Effect of Single-Dose and Short-Term Administration of Si Jun Zi Tang on the Pharmacokinetics of Gefitinib in Rats.

Abstract

Background Si Jun Zi Tang (SJZ), a four-herb Chinese medicine formula that has been described for approximately one thousand years, is often prescribed for cancer patients as a complementary therapy in China. However, the mechanism by which Si Jun Zi Tang enhances the efficacy of gefitinib is unclear. Methods We investigated how Si Jun Zi Tang affected the pharmacokinetics of gefitinib in rats. A rapid, specific, and reliable ultra-performance liquid chromatography method with mass spectrometry was established to determine the plasma concentration of gefitinib.

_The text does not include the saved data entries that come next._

//! Startup topology loading
//!
//! [`RouteScriptLoader`] reads one topology script, from the file system or
//! from the scripts embedded in the binary (`builtin:<name>`), and evaluates
//! it. [`Bootstrapper`] installs the control channel's own topology followed
//! by any extension scripts named in the configuration.

use std::path::Path;
use std::sync::Arc;

use anyhow::{Context, Result};

use crate::config::Configuration;
use crate::control::ControlChannel;
use crate::environment;
use crate::topology::builder::RouteDefinitionBuilder;
use crate::topology::configurator::RouteConfigurator;
use crate::topology::error::TopologyError;

const BUILTIN_PREFIX: &str = "builtin:";

const BUILTIN_SCRIPTS: &[(&str, &str)] =
    &[("bootstrap", include_str!("../scripts/bootstrap.route"))];

/// Loads and evaluates a single topology script.
#[derive(Debug, Clone)]
pub struct RouteScriptLoader {
    source: String,
    configurator: RouteConfigurator,
}

impl RouteScriptLoader {
    pub fn new(
        source: impl Into<String>,
        configurator: RouteConfigurator,
    ) -> Result<Self, TopologyError> {
        let source = source.into();
        if source.trim().is_empty() {
            return Err(TopologyError::InvalidSource(
                "empty script path is not allowed".to_string(),
            ));
        }
        Ok(Self {
            source,
            configurator,
        })
    }

    /// Path or `builtin:` name this loader reads.
    pub fn source(&self) -> &str {
        &self.source
    }

    pub fn is_builtin(&self) -> bool {
        self.source.starts_with(BUILTIN_PREFIX)
    }

    /// Read the script text.
    pub fn read(&self) -> Result<String, TopologyError> {
        if let Some(name) = self.source.strip_prefix(BUILTIN_PREFIX) {
            tracing::info!(script = name, "Loading embedded route script");
            return BUILTIN_SCRIPTS
                .iter()
                .find(|(builtin, _)| *builtin == name)
                .map(|(_, text)| text.to_string())
                .ok_or_else(|| {
                    TopologyError::InvalidSource(format!("no embedded script named `{}`", name))
                });
        }

        tracing::info!(path = %self.source, "Loading route script");
        std::fs::read_to_string(&self.source)
            .map_err(|e| TopologyError::InvalidSource(format!("{}: {}", self.source, e)))
    }

    /// Read and evaluate the script.
    pub fn load(&self) -> Result<RouteDefinitionBuilder, TopologyError> {
        let text = self.read()?;
        tracing::debug!(source = %self.source, script = %text, "Applying route script");
        self.configurator.configure(&text)
    }
}

/// Installs the startup topology on a control channel.
#[derive(Debug, Clone)]
pub struct Bootstrapper {
    config: Arc<Configuration>,
    configurator: RouteConfigurator,
}

impl Bootstrapper {
    pub fn new(config: Arc<Configuration>, configurator: RouteConfigurator) -> Self {
        Self {
            config,
            configurator,
        }
    }

    /// Scripts to load, in order: the bootstrap script, then each extension
    /// key in key order. Extensions pointing at missing files are skipped.
    pub fn scripts(&self) -> Vec<String> {
        let mut scripts = vec![self
            .config
            .get_or(environment::BOOTSTRAP_SCRIPT_URL, "builtin:bootstrap")
            .to_string()];

        for key in self.config.keys_with_prefix(environment::EXTENDED_SCRIPT_PREFIX) {
            let Ok(path) = self.config.get(key) else {
                continue;
            };
            if path.starts_with(BUILTIN_PREFIX) || Path::new(path).is_file() {
                scripts.push(path.to_string());
            } else {
                tracing::warn!(key, path, "Skipping extension script that does not exist");
            }
        }
        scripts
    }

    /// Load every startup script, returning the number of routes installed.
    pub async fn bootstrap(&self, channel: &ControlChannel) -> Result<usize> {
        tracing::info!("Bootstrapping control channel");
        let mut installed = 0;
        for script in self.scripts() {
            let loader = RouteScriptLoader::new(script.clone(), self.configurator.clone())
                .with_context(|| format!("Invalid bootstrap script path `{}`", script))?;
            installed += channel
                .load(loader)
                .await
                .with_context(|| format!("Failed to load bootstrap script `{}`", script))?;
        }
        tracing::info!(routes = installed, "Control channel bootstrapped");
        Ok(installed)
    }
}

#[cfg(test)]
mod tests {
    use super::*;
    use crate::control::{ChannelSettings, TerminationChannel};
    use crate::engine::registry::Registry;
    use crate::engine::RoutingEngine;
    use crate::topology::configurator::ResetPolicy;
    use crate::topology::definition::Step;
    use routeplane_sdk::NoopProcessor;
    use std::io::Write;

    fn configurator(config: Configuration) -> (Arc<Configuration>, Arc<Registry>, RouteConfigurator) {
        let config = Arc::new(config);
        let registry = Arc::new(Registry::new());
        let configurator =
            RouteConfigurator::with_policy(config.clone(), registry.clone(), ResetPolicy::Retain);
        (config, registry, configurator)
    }

    #[test]
    fn test_empty_path_is_rejected() {
        let (_, _, c) = configurator(Configuration::new());
        assert!(matches!(
            RouteScriptLoader::new("  ", c),
            Err(TopologyError::InvalidSource(_))
        ));
    }

    #[test]
    fn test_builtin_bootstrap_script_evaluates() {
        let (_, _, c) = configurator(Configuration::from_pairs(environment::defaults()));
        let loader = RouteScriptLoader::new("builtin:bootstrap", c).unwrap();
        assert!(loader.is_builtin());

        let def = loader.load().unwrap().configure().unwrap();
        assert_eq!(def.interceptors().len(), 1);
        let routes = def.routes();
        assert_eq!(routes.len(), 1);
        assert_eq!(routes[0].from.uri(), "direct:control-channel");
        assert!(matches!(routes[0].steps[0], Step::Choice { .. }));
    }

    #[test]
    fn test_unknown_builtin_and_missing_file() {
        let (_, _, c) = configurator(Configuration::new());
        let err = RouteScriptLoader::new("builtin:nope", c.clone())
            .unwrap()
            .read()
            .unwrap_err();
        assert!(err.to_string().contains("nope"));

        let err = RouteScriptLoader::new("/no/such/script.route", c)
            .unwrap()
            .load()
            .unwrap_err();
        assert!(matches!(err, TopologyError::InvalidSource(ref m) if m.contains("/no/such/script.route")));
    }

    #[test]
    fn test_scripts_order_and_missing_extensions() {
        let mut file = tempfile::NamedTempFile::new().unwrap();
        writeln!(file, "route {{ from('direct:ext') }}").unwrap();
        let existing = file.path().to_string_lossy().to_string();

        let config = Configuration::from_pairs(environment::defaults())
            .with(format!("{}.b", environment::EXTENDED_SCRIPT_PREFIX), "/missing.route")
            .with(format!("{}.a", environment::EXTENDED_SCRIPT_PREFIX), existing.clone());
        let (config, _, c) = configurator(config);

        let scripts = Bootstrapper::new(config, c).scripts();
        assert_eq!(scripts, vec!["builtin:bootstrap".to_string(), existing]);
    }

    #[tokio::test]
    async fn test_bootstrap_installs_control_topology() {
        let mut file = tempfile::NamedTempFile::new().unwrap();
        writeln!(file, "route {{ from('direct:ext').to('mock:ext') }}").unwrap();

        let config = Configuration::from_pairs(environment::defaults()).with(
            format!("{}.audit", environment::EXTENDED_SCRIPT_PREFIX),
            file.path().to_string_lossy(),
        );
        let (config, registry, c) = configurator(config);
        registry.register_processor("control-channel-processor", Arc::new(NoopProcessor));
        let engine = Arc::new(RoutingEngine::new(registry));
        let channel = ControlChannel::spawn(
            engine.clone(),
            c.clone(),
            TerminationChannel::new(),
            ChannelSettings::default(),
        )
        .unwrap();

        let installed = Bootstrapper::new(config, c).bootstrap(&channel).await.unwrap();
        assert_eq!(installed, 2);
        assert_eq!(engine.route_count(), 2);
        assert_eq!(engine.interceptor_count(), 1);
    }

    #[tokio::test]
    async fn test_bootstrap_fails_without_default_processor() {
        let (config, registry, c) = configurator(Configuration::from_pairs(environment::defaults()));
        let engine = Arc::new(RoutingEngine::new(registry));
        let channel = ControlChannel::spawn(
            engine,
            c.clone(),
            TerminationChannel::new(),
            ChannelSettings::default(),
        )
        .unwrap();

        let err = Bootstrapper::new(config, c).bootstrap(&channel).await.unwrap_err();
        assert!(format!("{:#}", err).contains("control-channel-processor"));
    }
}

Results The results showed that a single intragastrically administered dose of Si Jun Zi Tang increased the pharmacokinetic parameters of gefitinib (Cmax, 3156.13 μg/L; A UC, 46281.5 μg/L/h) by 3 folds in rats compared with the administration of gefitinib alone (Cmax, 1352.07 μg/L; AUC, 11823.7 μg/L/h). Si Jun Zi Tang could also alter the pharmacokinetics of gefitinib by prolonging the time to reach Cmax. Conclusions Potential pharmacokinetic interactions between gefitinib and SJZ were evaluated, and SJZ extended Tmax and T1/2 and increased the Cmax and AUC of gefitinib. Long-term administration of gefitinib in combination with Si Jun Zi Tang would improve the efficacy of gefitinib.